**Task prompt**
Copy the entries character for character.

**Recorded data**

//! Syntactic sugar for request/response over the event bus: publish a
//! request topic and await a correlated response topic, with a timeout.

use crate::bus::EventBus;
use crate::core::CorrelationId;
use crate::error::OrchestratorError;
use std::time::Duration;
use tokio::sync::oneshot;
use uuid::Uuid;

pub const DEFAULT_REQUEST_TIMEOUT: Duration = Duration::from_secs(120);

/// Publish `payload` on `request_topic` and wait (up to
/// [`DEFAULT_REQUEST_TIMEOUT`]) for `wait_for` to resolve with the
/// matching response. `wait_for` is typically a subscription the caller
/// set up ahead of time that resolves its oneshot when a response bearing
/// the same correlation id arrives.
pub async fn dispatch_request<T>(
    bus: &dyn EventBus,
    request_topic: &str,
    job_id: Uuid,
    payload: serde_json::Value,
    correlation_id: CorrelationId,
    wait_for: oneshot::Receiver<T>,
) -> Result<T, OrchestratorError> {
    dispatch_request_timeout(
        bus,
        request_topic,
        job_id,
        payload,
        correlation_id,
        wait_for,
        DEFAULT_REQUEST_TIMEOUT,
    )
    .await
}

/// Like [`dispatch_request`] but with an explicit timeout, matching spec
/// §5's per-handler deadline.
pub async fn dispatch_request_timeout<T>(
    bus: &dyn EventBus,
    request_topic: &str,
    job_id: Uuid,
    payload: serde_json::Value,
    correlation_id: CorrelationId,
    wait_for: oneshot::Receiver<T>,
    timeout: Duration,
) -> Result<T, OrchestratorError> {
    bus.publish(request_topic, job_id, payload, correlation_id)
        .await?;

    match tokio::time::timeout(timeout, wait_for).await {
        Ok(Ok(value)) => Ok(value),
        Ok(Err(_)) => Err(OrchestratorError::Logical(
            "response channel dropped before a reply arrived".to_string(),
        )),
        Err(_) => Err(OrchestratorError::Transient(anyhow::anyhow!(
            "timed out waiting for a response to '{request_topic}' after {:?}",
            timeout
        ))),
    }
}
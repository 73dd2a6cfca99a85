//! Computes the three similarity components `pvm_matching::scoring::pair_score`
//! combines. `sim_deep` is plain cosine similarity over embeddings already
//! loaded on the passed-in rows. `sim_kp`/`sim_edge` come from the
//! `pair_features` table, populated by an out-of-scope keypoint/edge
//! feature worker that scores pairs once both sides have a keypoint blob —
//! if that worker hasn't scored this pair yet, `sim_kp`/`sim_edge` default
//! to zero, which the engine's `inliers_min` filter then naturally drops
//! until a score lands. If either side has no keypoint blob at all (never
//! will be scored), spec §4.8's fallback applies instead: `sim_kp` is
//! substituted with `sim_deep` and the pair is marked `fallback` so the
//! engine skips the `inliers_min` check for it.

use async_trait::async_trait;
use pvm_matching::ports::{PairFeatureScorer, PairFeatures};
use pvm_matching::scoring::cosine_similarity;
use pvm_matching::{ProductImage, VideoFrame};
use sqlx::{PgPool, Row};

#[derive(Clone)]
pub struct PgPairFeatureScorer {
    pool: PgPool,
}

impl PgPairFeatureScorer {
    pub fn new(pool: PgPool) -> Self {
        Self { pool }
    }
}

#[async_trait]
impl PairFeatureScorer for PgPairFeatureScorer {
    async fn score_pair(&self, image: &ProductImage, frame: &VideoFrame) -> anyhow::Result<PairFeatures> {
        let sim_deep = match (&image.emb_rgb, &frame.emb_rgb) {
            (Some(a), Some(b)) => cosine_similarity(a, b),
            _ => 0.0,
        };

        if image.kp_blob_path.is_none() || frame.kp_blob_path.is_none() {
            return Ok(PairFeatures { sim_deep, sim_kp: sim_deep, sim_edge: 0.0, fallback: true });
        }

        let row = sqlx::query("SELECT inlier_ratio, edge_similarity FROM pair_features WHERE img_id = $1 AND frame_id = $2")
            .bind(&image.img_id)
            .bind(&frame.frame_id)
            .fetch_optional(&self.pool)
            .await?;

        let (sim_kp, sim_edge) = match row {
            Some(row) => (row.get::<f64, _>("inlier_ratio"), row.get::<f64, _>("edge_similarity")),
            None => (0.0, 0.0),
        };

        Ok(PairFeatures { sim_deep, sim_kp, sim_edge, fallback: false })
    }
}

**Response**
//! Syntactic sugar for request/response over the event bus: publish a
//! request topic and await a correlated response topic, with a timeout.

use crate::bus::EventBus;
use crate::core::CorrelationId;
use crate::error::OrchestratorError;
use std::time::Duration;
use tokio::sync::oneshot;
use uuid::Uuid;

pub const DEFAULT_REQUEST_TIMEOUT: Duration = Duration::from_secs(120);

/// Publish `payload` on `request_topic` and wait (up to
/// [`DEFAULT_REQUEST_TIMEOUT`]) for `wait_for` to resolve with the
/// matching response. `wait_for` is typically a subscription the caller
/// set up ahead of time that resolves its oneshot when a response bearing
/// the same correlation id arrives.
pub async fn dispatch_request<T>(
    bus: &dyn EventBus,
    request_topic: &str,
    job_id: Uuid,
    payload: serde_json::Value,
    correlation_id: CorrelationId,
    wait_for: oneshot::Receiver<T>,
) -> Result<T, OrchestratorError> {
    dispatch_request_timeout(
        bus,
        request_topic,
        job_id,
        payload,
        correlation_id,
        wait_for,
        DEFAULT_REQUEST_TIMEOUT,
    )
    .await
}

/// Like [`dispatch_request`] but with an explicit timeout, matching spec
/// §5's per-handler deadline.
pub async fn dispatch_request_timeout<T>(
    bus: &dyn EventBus,
    request_topic: &str,
    job_id: Uuid,
    payload: serde_json::Value,
    correlation_id: CorrelationId,
    wait_for: oneshot::Receiver<T>,
    timeout: Duration,
) -> Result<T, OrchestratorError> {
    bus.publish(request_topic, job_id, payload, correlation_id)
        .await?;

    match tokio::time::timeout(timeout, wait_for).await {
        Ok(Ok(value)) => Ok(value),
        Ok(Err(_)) => Err(OrchestratorError::Logical(
            "response channel dropped before a reply arrived".to_string(),
        )),
        Err(_) => Err(OrchestratorError::Transient(anyhow::anyhow!(
            "timed out waiting for a response to '{request_topic}' after {:?}",
            timeout
        ))),
    }
}
repository 73dd2a6cfca99a85
//! Computes the three similarity components `pvm_matching::scoring::pair_score`
//! combines. `sim_deep` is plain cosine similarity over embeddings already
//! loaded on the passed-in rows. `sim_kp`/`sim_edge` come from the
//! `pair_features` table, populated by an out-of-scope keypoint/edge
//! feature worker that scores pairs once both sides have a keypoint blob —
//! if that worker hasn't scored this pair yet, `sim_kp`/`sim_edge` default
//! to zero, which the engine's `inliers_min` filter then naturally drops
//! until a score lands. If either side has no keypoint blob at all (never
//! will be scored), spec §4.8's fallback applies instead: `sim_kp` is
//! substituted with `sim_deep` and the pair is marked `fallback` so the
//! engine skips the `inliers_min` check for it.

use async_trait::async_trait;
use pvm_matching::ports::{PairFeatureScorer, PairFeatures};
use pvm_matching::scoring::cosine_similarity;
use pvm_matching::{ProductImage, VideoFrame};
use sqlx::{PgPool, Row};

#[derive(Clone)]
pub struct PgPairFeatureScorer {
    pool: PgPool,
}

impl PgPairFeatureScorer {
    pub fn new(pool: PgPool) -> Self {
        Self { pool }
    }
}

#[async_trait]
impl PairFeatureScorer for PgPairFeatureScorer {
    async fn score_pair(&self, image: &ProductImage, frame: &VideoFrame) -> anyhow::Result<PairFeatures> {
        let sim_deep = match (&image.emb_rgb, &frame.emb_rgb) {
            (Some(a), Some(b)) => cosine_similarity(a, b),
            _ => 0.0,
        };

        if image.kp_blob_path.is_none() || frame.kp_blob_path.is_none() {
            return Ok(PairFeatures { sim_deep, sim_kp: sim_deep, sim_edge: 0.0, fallback: true });
        }

        let row = sqlx::query("SELECT inlier_ratio, edge_similarity FROM pair_features WHERE img_id = $1 AND frame_id = $2")
            .bind(&image.img_id)
            .bind(&frame.frame_id)
            .fetch_optional(&self.pool)
            .await?;

        let (sim_kp, sim_edge) = match row {
            Some(row) => (row.get::<f64, _>("inlier_ratio"), row.get::<f64, _>("edge_similarity")),
            None => (0.0, 0.0),
        };

        Ok(PairFeatures { sim_deep, sim_kp, sim_edge, fallback: false })
    }
}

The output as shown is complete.